Passados mais de dois séculos as idéias de Marat ganharam adesão e paulatinamente estão a se transformar em princípio informador da aplicação da dosimetria penal, assim como, ainda timidamente, em causa impeditiva da punibilidade.

Já é bastante considerável a moderna doutrina que está a aprofundar os estudos e discussões acerca do tema, tendo o presente texto a preocupação, mais que exaurir o assunto, de indicar ao leitor a farta bibliografia disponível sobre o mesmo.

Ademais, atentos a tais inovações, e objetivando uma expansão da aplicação do princípio, temos que o caminho para o alcance de tal objetivo passe pela investigação dos limites da lei no âmbito de sua efetividade, melhor explicando, necessário que se confronte o alcance das normas que deliberam sobre direitos e garantias fundamentais e o alcance das normas punitivas.

É fato inconteste que a lei não pode ser cumprida de maneira intermitente4, ao sabor de conveniências, sejam estas de qualquer natureza, vez que a legalidade – para que se concretize o Estado de Direito – deve ser total, não se podendo admitir que apenas parte do ordenamento seja cumprido.

Na esfera do Direito Penal as intermitências acima referidas causam danos irreparáveis à configuração do Estado Democrático de Direto, devendo, tanto quanto possível, de imediato, serem reparadas, haja vista não ser razoável que o primeiro contato do cidadão com o Estado se dê na seara do Direito Penal e não no amplo campo do Direito Constitucional, com a efetivação de seus direitos fundamentais, ali elencados e, portanto, reconhecidos.

É, pois, no amplo campo principiológico que a discussão trazida a lume deve ser travada.

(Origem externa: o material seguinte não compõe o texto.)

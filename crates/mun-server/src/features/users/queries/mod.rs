//! User queries

pub mod export;
pub mod get;
pub mod list;
pub mod permissions;

pub use get::GetUserError;
pub use list::{ListUsersQuery, ListUsersResponse};
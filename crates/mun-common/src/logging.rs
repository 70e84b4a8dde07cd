//! Logging configuration and initialization
//!
//! Centralized tracing setup for the MUN services. Supports console and/or
//! daily-rotating file output, text or JSON formatting, and env-driven
//! configuration. Use the structured macros (`info!`, `warn!`, ...) with
//! fields instead of `println!` everywhere.

use anyhow::{Context, Result};
use serde::{Deserialize, Serialize};
use std::path::PathBuf;
use tracing::Level;
use tracing_subscriber::{
    fmt::{self, format::FmtSpan},
    layer::SubscriberExt,
    util::SubscriberInitExt,
    EnvFilter,
};

/// Minimum level to emit
#[derive(Debug, Clone, Copy, PartialEq, Eq, Serialize, Deserialize, Default)]
#[serde(rename_all = "lowercase")]
pub enum LogLevel {
    Trace,
    Debug,
    #[default]
    Info,
    Warn,
    Error,
}

impl LogLevel {
    pub fn to_tracing_level(self) -> Level {
        match self {
            LogLevel::Trace => Level::TRACE,
            LogLevel::Debug => Level::DEBUG,
            LogLevel::Info => Level::INFO,
            LogLevel::Warn => Level::WARN,
            LogLevel::Error => Level::ERROR,
        }
    }
}

impl std::str::FromStr for LogLevel {
    type Err = anyhow::Error;

    fn from_str(s: &str) -> std::result::Result<Self, Self::Err> {
        match s.to_lowercase().as_str() {
            "trace" => Ok(LogLevel::Trace),
            "debug" => Ok(LogLevel::Debug),
            "info" => Ok(LogLevel::Info),
            "warn" | "warning" => Ok(LogLevel::Warn),
            "error" => Ok(LogLevel::Error),
            _ => Err(anyhow::anyhow!("Invalid log level: {}", s)),
        }
    }
}

/// Where log lines go
#[derive(Debug, Clone, Copy, PartialEq, Eq, Serialize, Deserialize, Default)]
#[serde(rename_all = "lowercase")]
pub enum LogOutput {
    #[default]
    Console,
    File,
    Both,
}

impl std::str::FromStr for LogOutput {
    type Err = anyhow::Error;

    fn from_str(s: &str) -> std::result::Result<Self, Self::Err> {
        match s.to_lowercase().as_str() {
            "console" | "stdout" => Ok(LogOutput::Console),
            "file" => Ok(LogOutput::File),
            "both" | "all" => Ok(LogOutput::Both),
            _ => Err(anyhow::anyhow!("Invalid log output: {}", s)),
        }
    }
}

/// Logging configuration
///
/// Built from `LOG_LEVEL`, `LOG_OUTPUT`, `LOG_JSON`, `LOG_DIR`,
/// `LOG_FILE_PREFIX` and `LOG_FILTER` environment variables, with sensible
/// defaults for local development.
#[derive(Debug, Clone, Serialize, Deserialize)]
pub struct LogConfig {
    pub level: LogLevel,
    pub output: LogOutput,
    /// Emit JSON lines instead of human-readable text
    pub json: bool,
    pub log_dir: PathBuf,
    /// File name prefix, e.g. "mun-server" -> "mun-server.2025-08-23.log"
    pub log_file_prefix: String,
    /// Extra filter directives, e.g. "sqlx=warn,tower_http=debug"
    pub filter_directives: Option<String>,
}

impl Default for LogConfig {
    fn default() -> Self {
        Self {
            level: LogLevel::Info,
            output: LogOutput::Console,
            json: false,
            log_dir: PathBuf::from("./logs"),
            log_file_prefix: "mun".to_string(),
            filter_directives: None,
        }
    }
}

impl LogConfig {
    pub fn from_env() -> Result<Self> {
        let mut config = Self::default();

        if let Ok(level) = std::env::var("LOG_LEVEL") {
            config.level = level.parse()?;
        }
        if let Ok(output) = std::env::var("LOG_OUTPUT") {
            config.output = output.parse()?;
        }
        if let Ok(json) = std::env::var("LOG_JSON") {
            config.json = json.parse().unwrap_or(false);
        }
        if let Ok(dir) = std::env::var("LOG_DIR") {
            config.log_dir = PathBuf::from(dir);
        }
        if let Ok(prefix) = std::env::var("LOG_FILE_PREFIX") {
            config.log_file_prefix = prefix;
        }
        if let Ok(filter) = std::env::var("LOG_FILTER") {
            config.filter_directives = Some(filter);
        }

        Ok(config)
    }

    pub fn with_prefix(mut self, prefix: impl Into<String>) -> Self {
        self.log_file_prefix = prefix.into();
        self
    }

    pub fn with_filter(mut self, filter: impl Into<String>) -> Self {
        self.filter_directives = Some(filter.into());
        self
    }
}

/// Initialize the global tracing subscriber. Call once at startup.
pub fn init_logging(config: &LogConfig) -> Result<()> {
    let mut filter =
        EnvFilter::from_default_env().add_directive(config.level.to_tracing_level().into());

    if let Some(ref directives) = config.filter_directives {
        for directive in directives.split(',') {
            filter = filter.add_directive(
                directive
                    .trim()
                    .parse()
                    .context("Failed to parse filter directive")?,
            );
        }
    }

    let to_console = matches!(config.output, LogOutput::Console | LogOutput::Both);

    let file_writer = match config.output {
        LogOutput::File | LogOutput::Both => {
            std::fs::create_dir_all(&config.log_dir)
                .context("Failed to create log directory")?;
            let appender =
                tracing_appender::rolling::daily(&config.log_dir, &config.log_file_prefix);
            let (non_blocking, guard) = tracing_appender::non_blocking(appender);
            // The guard must outlive the process to keep the writer flushing.
            std::mem::forget(guard);
            Some(non_blocking)
        },
        LogOutput::Console => None,
    };

    let registry = tracing_subscriber::registry().with(filter);

    // The JSON and text layer stacks have different types, so each arm
    // assembles its own layers before installing the subscriber.
    if config.json {
        let console_layer = to_console.then(|| {
            fmt::layer()
                .json()
                .with_writer(std::io::stdout)
                .with_target(true)
                .with_span_events(FmtSpan::CLOSE)
        });
        let file_layer = file_writer.map(|writer| {
            fmt::layer()
                .json()
                .with_writer(writer)
                .with_target(true)
                .with_span_events(FmtSpan::CLOSE)
                .with_ansi(false)
        });
        registry.with(console_layer).with(file_layer).try_init()?;
    } else {
        let console_layer = to_console.then(|| {
            fmt::layer()
                .with_writer(std::io::stdout)
                .with_target(true)
                .with_span_events(FmtSpan::CLOSE)
        });
        let file_layer = file_writer.map(|writer| {
            fmt::layer()
                .with_writer(writer)
                .with_target(true)
                .with_span_events(FmtSpan::CLOSE)
                .with_ansi(false)
        });
        registry.with(console_layer).with(file_layer).try_init()?;
    }

    Ok(())
}

#[cfg(test)]
mod tests {
    use super::*;

    #[test]
    fn test_log_level_from_str() {
        assert_eq!("trace".parse::<LogLevel>().unwrap(), LogLevel::Trace);
        assert_eq!("DEBUG".parse::<LogLevel>().unwrap(), LogLevel::Debug);
        assert_eq!("warning".parse::<LogLevel>().unwrap(), LogLevel::Warn);
        assert!("invalid".parse::<LogLevel>().is_err());
    }

    #[test]
    fn test_log_output_from_str() {
        assert_eq!("console".parse::<LogOutput>().unwrap(), LogOutput::Console);
        assert_eq!("file".parse::<LogOutput>().unwrap(), LogOutput::File);
        assert_eq!("all".parse::<LogOutput>().unwrap(), LogOutput::Both);
        assert!("invalid".parse::<LogOutput>().is_err());
    }

    #[test]
    fn test_config_defaults() {
        let config = LogConfig::default();
        assert_eq!(config.level, LogLevel::Info);
        assert_eq!(config.output, LogOutput::Console);
        assert!(!config.json);
    }

    // Installs the global subscriber, so this is the only test that may call
    // init_logging in this binary.
    #[test]
    fn test_init_json_file_and_console() {
        let dir = tempfile::tempdir().unwrap();
        let config = LogConfig {
            json: true,
            output: LogOutput::Both,
            log_dir: dir.path().to_path_buf(),
            ..LogConfig::default()
        };
        init_logging(&config).unwrap();
        tracing::info!(check = "json", "logging initialized");

        // A second init must report the conflict instead of panicking.
        assert!(init_logging(&config).is_err());
    }

    #[test]
    fn test_config_builders() {
        let config = LogConfig::default()
            .with_prefix("mun-server")
            .with_filter("sqlx=warn");
        assert_eq!(config.log_file_prefix, "mun-server");
        assert_eq!(config.filter_directives.as_deref(), Some("sqlx=warn"));
    }
}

Feitas tais considerações, é fácil perceber que se busca atrelar a culpabilidade compartilhada à ineficiência estatal em prover os cidadãos de seus direitos fundamentais básicos, ou seja, intenta-se desenvolver argumentos científicos que possibilitem dar maior concretude à aplicação do instituto comoPage 214 forma de observação e preservação dos referidos direitos e, por via de consequência, de resgatar o verdadeiro sentido da até agora controvertida expressão “Estado Democrático de Direito”.

É este o desafio do presente texto.

2 Da Legitimação do Jus Puniendi Estatal

Partindo-se dos escritos contratualistas5, assim como dos influxos destes, justifica-se a existência do Estado em razão da necessidade de manutenção de uma convivência harmônica entre as pessoas que compõem o corpo social, convivência esta que tem por ponto de referência o bem comum6.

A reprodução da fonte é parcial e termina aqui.